Lesson 51.3 — Confirmation Bias and the Telegram Echo Chamber
Confirmation bias is the tendency to search for, interpret, and recall information in a way that confirms what you already believe, while ignoring or discounting information that contradicts it. It is one of the most thoroughly documented biases in all of psychology, and it operates largely outside conscious awareness — investors experiencing confirmation bias genuinely believe they are being objective, because the selective process happens before the information even reaches conscious deliberation.
The mechanism has a simple emotional root: once money is committed to a position, the investor has a psychological stake in that position being correct, separate from the financial stake. Admitting the position was a mistake carries a sting of regret and, often, a public loss of face if the investment was recommended to friends or family or discussed openly in a group chat. To avoid that discomfort, the mind unconsciously filters incoming information — seeking out sources that praise the stock, dismissing sources that criticise it as "haters" or people who "don't understand the sector," and interpreting genuinely ambiguous news (a delayed project completion, a management change, a regulatory circular) in the most favourable possible light.

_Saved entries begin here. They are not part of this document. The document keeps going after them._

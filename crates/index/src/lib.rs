//! Index layer (spec component C6): the full-text prefix index, the HNSW
//! approximate-nearest-neighbor vector index, and the point-geo index,
//! all built from the row table's indexable columns.

mod error;
mod fts;
mod geo;
mod sink;
mod vector;

pub use error::{FtsErrorCode, FtsQueryError, FtsResult, IndexError, IndexResult};
pub use fts::{FtsIndex, FtsManager};
pub use geo::GeoIndex;
pub use sink::TripleIndexer;
pub use vector::{CosineDistance, HnswIndex, HnswParams, HnswStats, L2Distance, VectorDistance};
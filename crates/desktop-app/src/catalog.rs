// SPDX-FileCopyrightText: Copyright (C) 2018-2026 Uwe Klotz <uwedotklotzatgmaildotcom> et al.
// SPDX-License-Identifier: AGPL-3.0-or-later

//! Catalog files contain a RON list of books.

use std::{fs, path::Path};

use anyhow::Context as _;
use readlist_core::Book;

pub fn parse_books(text: &str) -> anyhow::Result<Vec<Book>> {
    ron::from_str(text).map_err(Into::into)
}

pub fn load_books(file_path: &Path) -> anyhow::Result<Vec<Book>> {
    let display_path = file_path.display();
    log::info!("Loading catalog from file: {display_path}");
    let text = fs::read_to_string(file_path)
        .with_context(|| format!("failed to read catalog file {display_path}"))?;
    parse_books(&text).with_context(|| format!("failed to parse catalog file {display_path}"))
}
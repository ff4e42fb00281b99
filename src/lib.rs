// SPDX-FileCopyrightText: Copyright (C) 2018-2026 Uwe Klotz <uwedotklotzatgmaildotcom> et al.
// SPDX-License-Identifier: AGPL-3.0-or-later

#![warn(rustdoc::broken_intra_doc_links)]

pub use readlist_core::*;

#[cfg(feature = "api")]
pub use readlist_core_api as api;

#[cfg(feature = "repo")]
pub use readlist_repo as repo;

#[cfg(feature = "repo-memory")]
pub use readlist_repo_memory as repo_memory;

#[cfg(feature = "desktop-app")]
pub use readlist_desktop_app as desktop_app;
// SPDX-FileCopyrightText: Copyright (C) 2018-2026 Uwe Klotz <uwedotklotzatgmaildotcom> et al.
// SPDX-License-Identifier: AGPL-3.0-or-later

use readlist_core::{Book, BookHeader};

use super::*;

fn new_entity(title: &str, read_state: ReadState) -> BookEntity {
    BookEntity::new(BookHeader::initial_random(), Book::new(title, read_state))
}

#[test]
fn group_empty() {
    let sections = Sections::group_by_read_state(std::iter::empty());
    assert!(sections.is_empty());
    assert_eq!(0, sections.total_count());
    assert_eq!(None, sections.index_path_of(&BookUid::new()));
}

#[test]
fn group_by_read_state() {
    let entities = vec![
        new_entity("Anathem", ReadState::Reading),
        new_entity("Dune", ReadState::ToRead),
        new_entity("Emma", ReadState::ToRead),
        new_entity("Solaris", ReadState::Finished),
    ];
    let emma_uid = entities[2].hdr.uid;
    let sections = Sections::group_by_read_state(entities);
    assert_eq!(
        vec![ReadState::Reading, ReadState::ToRead, ReadState::Finished],
        sections
            .sections()
            .iter()
            .map(Section::read_state)
            .collect::<Vec<_>>()
    );
    assert_eq!(4, sections.total_count());
    let index_path = IndexPath { section: 1, row: 1 };
    assert_eq!(Some(index_path), sections.index_path_of(&emma_uid));
    assert_eq!(
        Some("Emma"),
        sections
            .get(index_path)
            .map(|entity| entity.body.title.as_str())
    );
    assert_eq!(None, sections.get(IndexPath { section: 3, row: 0 }));
    assert_eq!(
        vec!["Anathem", "Dune", "Emma", "Solaris"],
        sections
            .iter()
            .map(|entity| entity.body.title.as_str())
            .collect::<Vec<_>>()
    );
}
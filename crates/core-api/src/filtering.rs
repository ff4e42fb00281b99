// SPDX-FileCopyrightText: Copyright (C) 2018-2026 Uwe Klotz <uwedotklotzatgmaildotcom> et al.
// SPDX-License-Identifier: AGPL-3.0-or-later

use std::borrow::Cow;

#[derive(Copy, Clone, Debug, PartialEq, Eq)]
pub enum FilterModifier {
    Complement,
}

/// Predicates for matching strings
#[derive(Clone, Debug, PartialEq, Eq)]
pub enum StringPredicate<'s> {
    // Case-insensitive comparison
    StartsWith(Cow<'s, str>),
    StartsNotWith(Cow<'s, str>),
    EndsWith(Cow<'s, str>),
    EndsNotWith(Cow<'s, str>),
    Contains(Cow<'s, str>),
    ContainsNot(Cow<'s, str>),
    Matches(Cow<'s, str>),
    MatchesNot(Cow<'s, str>),
    // Case-sensitive comparison
    Equals(Cow<'s, str>),
    EqualsNot(Cow<'s, str>),
    Prefix(Cow<'s, str>),
}

impl StringPredicate<'_> {
    /// Evaluate the predicate for the given string.
    ///
    /// Case-insensitive comparisons are performed on the lowercase
    /// representations of both strings.
    #[must_use]
    pub fn matches(&self, value: &str) -> bool {
        match self {
            Self::StartsWith(arg) => lowercase(value).starts_with(&lowercase(arg)),
            Self::StartsNotWith(arg) => !lowercase(value).starts_with(&lowercase(arg)),
            Self::EndsWith(arg) => lowercase(value).ends_with(&lowercase(arg)),
            Self::EndsNotWith(arg) => !lowercase(value).ends_with(&lowercase(arg)),
            Self::Contains(arg) => lowercase(value).contains(&lowercase(arg)),
            Self::ContainsNot(arg) => !lowercase(value).contains(&lowercase(arg)),
            Self::Matches(arg) => lowercase(value) == lowercase(arg),
            Self::MatchesNot(arg) => lowercase(value) != lowercase(arg),
            Self::Equals(arg) => value == &**arg,
            Self::EqualsNot(arg) => value != &**arg,
            Self::Prefix(arg) => value.starts_with(&**arg),
        }
    }
}

fn lowercase(value: &str) -> String {
    value.to_lowercase()
}

#[derive(Clone, Debug, Default, PartialEq, Eq)]
pub struct StringFilter<'s> {
    pub modifier: Option<FilterModifier>,
    pub value: Option<StringPredicate<'s>>,
}

impl StringFilter<'_> {
    /// Evaluate the filter for an optional string.
    ///
    /// A filter without a predicate matches only missing values.
    #[must_use]
    pub fn matches(&self, value: Option<&str>) -> bool {
        let Self {
            modifier,
            value: predicate,
        } = self;
        let matched = match (predicate, value) {
            (Some(predicate), Some(value)) => predicate.matches(value),
            (Some(_), None) => false,
            (None, value) => value.is_none(),
        };
        match modifier {
            None => matched,
            Some(FilterModifier::Complement) => !matched,
        }
    }
}

#[cfg(test)]
mod tests {
    use super::*;

    #[test]
    fn contains_ignores_case() {
        let predicate = StringPredicate::Contains("dune".into());
        assert!(predicate.matches("Dune Messiah"));
        assert!(predicate.matches("Children of DUNE"));
        assert!(!predicate.matches("Dun"));
        assert!(StringPredicate::Contains("".into()).matches(""));
    }

    #[test]
    fn case_sensitive_predicates() {
        assert!(StringPredicate::Prefix("Du".into()).matches("Dune"));
        assert!(!StringPredicate::Prefix("du".into()).matches("Dune"));
        assert!(StringPredicate::Equals("Dune".into()).matches("Dune"));
        assert!(!StringPredicate::Equals("dune".into()).matches("Dune"));
        assert!(StringPredicate::EqualsNot("dune".into()).matches("Dune"));
    }

    #[test]
    fn case_insensitive_predicates() {
        assert!(StringPredicate::StartsWith("THE".into()).matches("The Hobbit"));
        assert!(StringPredicate::StartsNotWith("a".into()).matches("The Hobbit"));
        assert!(StringPredicate::EndsWith("HOBBIT".into()).matches("The Hobbit"));
        assert!(!StringPredicate::EndsNotWith("bit".into()).matches("The Hobbit"));
        assert!(StringPredicate::Matches("the hobbit".into()).matches("The Hobbit"));
        assert!(!StringPredicate::MatchesNot("the hobbit".into()).matches("The Hobbit"));
        assert!(StringPredicate::ContainsNot("ring".into()).matches("The Hobbit"));
    }

    #[test]
    fn string_filter_modifier() {
        let filter = StringFilter {
            modifier: None,
            value: Some(StringPredicate::Contains("ring".into())),
        };
        assert!(filter.matches(Some("The Lord of the Rings")));
        assert!(!filter.matches(None));
        let complement = StringFilter {
            modifier: Some(FilterModifier::Complement),
            ..filter.clone()
        };
        assert!(!complement.matches(Some("The Lord of the Rings")));
        assert!(complement.matches(None));
    }

    #[test]
    fn string_filter_without_predicate_matches_missing_values() {
        let filter = StringFilter::default();
        assert!(filter.matches(None));
        assert!(!filter.matches(Some("")));
    }
}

Nepal's investing culture provides an almost laboratory-perfect environment for confirmation bias to flourish, because so much investment discussion happens inside closed, self-selecting communities: Viber groups organised around a specific broker, a specific sector, or a specific self-styled "guru"; Telegram channels that post buy calls; YouTube channels and Facebook pages whose business model depends on maintaining an enthusiastic, returning audience. These groups are structurally echo chambers, an environment in which the same viewpoint is repeated back to its members so often that it is mistaken for independent confirmation. An investor who has bought a finance company script based on a Telegram "target Rs 900" call will, entirely naturally, gravitate toward the parts of that same channel — and similar channels — that continue to reinforce the bullish thesis, while a sober quarterly report showing rising non-performing loans, published on the company's own website or disclosed to NEPSE, goes unread or is explained away as "temporary" or "the auditors are too conservative." Members who raise doubts in these groups are frequently shouted down or removed, which further purifies the group into a chamber of pure confirmation.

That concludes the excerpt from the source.